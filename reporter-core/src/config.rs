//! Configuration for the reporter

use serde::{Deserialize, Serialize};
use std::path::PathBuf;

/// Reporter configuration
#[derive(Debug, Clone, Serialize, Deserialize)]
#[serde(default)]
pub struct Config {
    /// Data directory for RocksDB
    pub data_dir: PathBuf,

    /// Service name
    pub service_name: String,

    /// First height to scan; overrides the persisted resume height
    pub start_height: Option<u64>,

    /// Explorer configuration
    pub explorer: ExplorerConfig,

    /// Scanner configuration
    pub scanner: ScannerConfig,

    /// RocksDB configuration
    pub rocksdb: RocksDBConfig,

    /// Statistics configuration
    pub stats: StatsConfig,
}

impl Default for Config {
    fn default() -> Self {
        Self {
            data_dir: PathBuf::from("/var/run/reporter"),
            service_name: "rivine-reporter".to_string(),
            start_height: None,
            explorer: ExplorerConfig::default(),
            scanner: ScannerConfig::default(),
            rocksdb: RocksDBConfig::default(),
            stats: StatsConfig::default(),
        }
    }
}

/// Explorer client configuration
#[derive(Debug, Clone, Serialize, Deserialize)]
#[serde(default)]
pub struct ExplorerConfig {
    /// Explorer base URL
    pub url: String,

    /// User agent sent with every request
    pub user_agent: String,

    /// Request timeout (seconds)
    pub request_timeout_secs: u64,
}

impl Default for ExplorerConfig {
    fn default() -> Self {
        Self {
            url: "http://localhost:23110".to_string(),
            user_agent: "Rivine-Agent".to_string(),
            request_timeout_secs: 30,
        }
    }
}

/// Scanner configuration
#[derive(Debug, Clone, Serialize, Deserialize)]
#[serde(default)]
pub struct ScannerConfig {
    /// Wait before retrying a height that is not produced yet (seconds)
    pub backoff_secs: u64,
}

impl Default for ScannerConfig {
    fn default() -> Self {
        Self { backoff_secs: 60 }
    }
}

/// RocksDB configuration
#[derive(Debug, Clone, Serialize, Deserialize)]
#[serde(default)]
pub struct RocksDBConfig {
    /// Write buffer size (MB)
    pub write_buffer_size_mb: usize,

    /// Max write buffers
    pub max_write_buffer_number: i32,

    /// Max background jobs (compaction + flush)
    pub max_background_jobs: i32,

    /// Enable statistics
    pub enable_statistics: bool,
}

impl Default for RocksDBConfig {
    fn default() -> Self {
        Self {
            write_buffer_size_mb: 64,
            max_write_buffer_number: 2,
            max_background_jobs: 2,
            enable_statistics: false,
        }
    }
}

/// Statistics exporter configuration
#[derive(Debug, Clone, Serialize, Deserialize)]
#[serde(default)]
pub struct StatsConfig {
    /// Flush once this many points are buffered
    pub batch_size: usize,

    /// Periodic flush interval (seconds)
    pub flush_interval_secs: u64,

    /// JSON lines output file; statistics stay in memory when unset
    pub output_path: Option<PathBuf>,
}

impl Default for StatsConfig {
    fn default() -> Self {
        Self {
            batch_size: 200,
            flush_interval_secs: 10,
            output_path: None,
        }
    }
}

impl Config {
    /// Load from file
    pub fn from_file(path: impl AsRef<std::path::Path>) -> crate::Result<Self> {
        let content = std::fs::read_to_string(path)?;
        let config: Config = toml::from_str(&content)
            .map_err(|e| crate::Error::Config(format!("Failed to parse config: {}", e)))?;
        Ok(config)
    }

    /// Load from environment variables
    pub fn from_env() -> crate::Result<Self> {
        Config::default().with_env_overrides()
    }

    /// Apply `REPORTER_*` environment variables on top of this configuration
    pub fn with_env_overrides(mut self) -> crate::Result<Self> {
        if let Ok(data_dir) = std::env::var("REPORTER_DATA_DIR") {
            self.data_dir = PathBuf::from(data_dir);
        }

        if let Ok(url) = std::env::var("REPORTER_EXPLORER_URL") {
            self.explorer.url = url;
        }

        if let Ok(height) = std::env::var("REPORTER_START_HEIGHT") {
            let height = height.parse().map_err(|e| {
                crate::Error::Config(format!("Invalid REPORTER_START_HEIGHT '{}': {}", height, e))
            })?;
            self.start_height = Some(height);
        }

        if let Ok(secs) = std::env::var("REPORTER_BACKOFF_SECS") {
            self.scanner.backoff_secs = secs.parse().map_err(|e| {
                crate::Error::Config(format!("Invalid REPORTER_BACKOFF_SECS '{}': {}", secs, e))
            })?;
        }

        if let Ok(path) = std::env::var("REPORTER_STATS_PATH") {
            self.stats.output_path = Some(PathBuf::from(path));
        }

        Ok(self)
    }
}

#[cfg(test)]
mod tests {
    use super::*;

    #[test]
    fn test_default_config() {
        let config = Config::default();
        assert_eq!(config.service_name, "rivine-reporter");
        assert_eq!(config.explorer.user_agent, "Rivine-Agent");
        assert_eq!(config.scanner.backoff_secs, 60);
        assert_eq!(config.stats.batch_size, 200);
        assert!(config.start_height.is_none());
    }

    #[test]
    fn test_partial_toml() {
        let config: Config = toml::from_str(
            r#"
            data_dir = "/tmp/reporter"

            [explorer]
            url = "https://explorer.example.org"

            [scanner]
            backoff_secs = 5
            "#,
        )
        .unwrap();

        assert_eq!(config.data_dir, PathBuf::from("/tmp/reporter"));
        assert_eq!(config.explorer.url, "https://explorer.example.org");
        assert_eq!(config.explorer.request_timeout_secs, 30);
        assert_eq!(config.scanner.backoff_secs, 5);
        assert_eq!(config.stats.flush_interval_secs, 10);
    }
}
* * * * * * * * *
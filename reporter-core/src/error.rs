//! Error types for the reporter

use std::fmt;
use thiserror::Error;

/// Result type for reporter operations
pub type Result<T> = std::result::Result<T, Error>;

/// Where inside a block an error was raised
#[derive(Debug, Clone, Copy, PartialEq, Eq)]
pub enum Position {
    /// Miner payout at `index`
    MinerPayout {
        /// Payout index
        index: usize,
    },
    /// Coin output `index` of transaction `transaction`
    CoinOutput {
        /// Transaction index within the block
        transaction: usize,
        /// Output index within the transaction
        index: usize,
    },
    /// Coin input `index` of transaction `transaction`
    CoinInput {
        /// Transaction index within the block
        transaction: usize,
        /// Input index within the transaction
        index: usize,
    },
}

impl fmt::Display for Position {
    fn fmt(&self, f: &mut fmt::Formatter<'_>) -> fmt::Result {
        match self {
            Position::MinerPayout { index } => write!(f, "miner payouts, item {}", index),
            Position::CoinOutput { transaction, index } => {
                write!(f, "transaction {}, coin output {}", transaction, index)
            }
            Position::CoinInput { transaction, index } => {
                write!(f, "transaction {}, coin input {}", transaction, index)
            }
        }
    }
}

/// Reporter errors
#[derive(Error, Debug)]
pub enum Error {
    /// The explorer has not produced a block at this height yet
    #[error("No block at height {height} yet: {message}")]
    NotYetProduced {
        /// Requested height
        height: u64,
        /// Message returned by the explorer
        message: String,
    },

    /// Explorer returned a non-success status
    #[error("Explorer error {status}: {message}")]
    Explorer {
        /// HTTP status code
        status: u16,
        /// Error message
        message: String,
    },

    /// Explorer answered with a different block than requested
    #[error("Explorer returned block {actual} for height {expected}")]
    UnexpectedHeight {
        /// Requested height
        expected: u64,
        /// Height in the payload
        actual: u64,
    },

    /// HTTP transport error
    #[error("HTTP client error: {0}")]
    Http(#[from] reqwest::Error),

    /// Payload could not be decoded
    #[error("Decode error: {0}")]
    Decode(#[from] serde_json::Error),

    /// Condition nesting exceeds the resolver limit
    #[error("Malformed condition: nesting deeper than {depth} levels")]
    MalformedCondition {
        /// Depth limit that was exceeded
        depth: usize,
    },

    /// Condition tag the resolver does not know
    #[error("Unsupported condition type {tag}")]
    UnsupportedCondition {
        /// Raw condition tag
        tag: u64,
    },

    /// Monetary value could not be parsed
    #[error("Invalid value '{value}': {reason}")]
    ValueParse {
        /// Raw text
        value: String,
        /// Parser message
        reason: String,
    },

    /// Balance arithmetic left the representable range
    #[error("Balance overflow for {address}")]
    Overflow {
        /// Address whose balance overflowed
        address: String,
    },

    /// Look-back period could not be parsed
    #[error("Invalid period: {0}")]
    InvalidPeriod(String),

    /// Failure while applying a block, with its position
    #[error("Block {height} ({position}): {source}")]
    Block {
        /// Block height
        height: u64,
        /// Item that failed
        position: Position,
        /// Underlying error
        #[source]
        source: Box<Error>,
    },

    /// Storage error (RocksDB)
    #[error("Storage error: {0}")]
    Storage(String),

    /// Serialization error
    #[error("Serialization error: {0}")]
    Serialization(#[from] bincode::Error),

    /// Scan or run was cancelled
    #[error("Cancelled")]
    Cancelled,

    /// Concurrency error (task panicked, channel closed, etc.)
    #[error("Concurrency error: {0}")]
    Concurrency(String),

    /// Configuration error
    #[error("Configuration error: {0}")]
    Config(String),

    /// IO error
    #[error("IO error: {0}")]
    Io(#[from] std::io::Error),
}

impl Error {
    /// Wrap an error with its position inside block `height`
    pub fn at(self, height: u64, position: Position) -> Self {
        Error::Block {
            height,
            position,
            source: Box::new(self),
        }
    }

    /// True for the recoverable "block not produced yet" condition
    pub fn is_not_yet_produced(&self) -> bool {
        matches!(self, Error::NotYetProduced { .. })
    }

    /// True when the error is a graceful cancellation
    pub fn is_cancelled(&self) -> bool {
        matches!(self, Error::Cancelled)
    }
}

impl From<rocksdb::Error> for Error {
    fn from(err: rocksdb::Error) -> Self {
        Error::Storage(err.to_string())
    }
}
* * * * * * * * *
• [Problem requirements]: For the string "matches", filter the data and copy out each line where it occurs.

• [Result below]:
        matches!(self, Error::NotYetProduced { .. })
        matches!(self, Error::Cancelled)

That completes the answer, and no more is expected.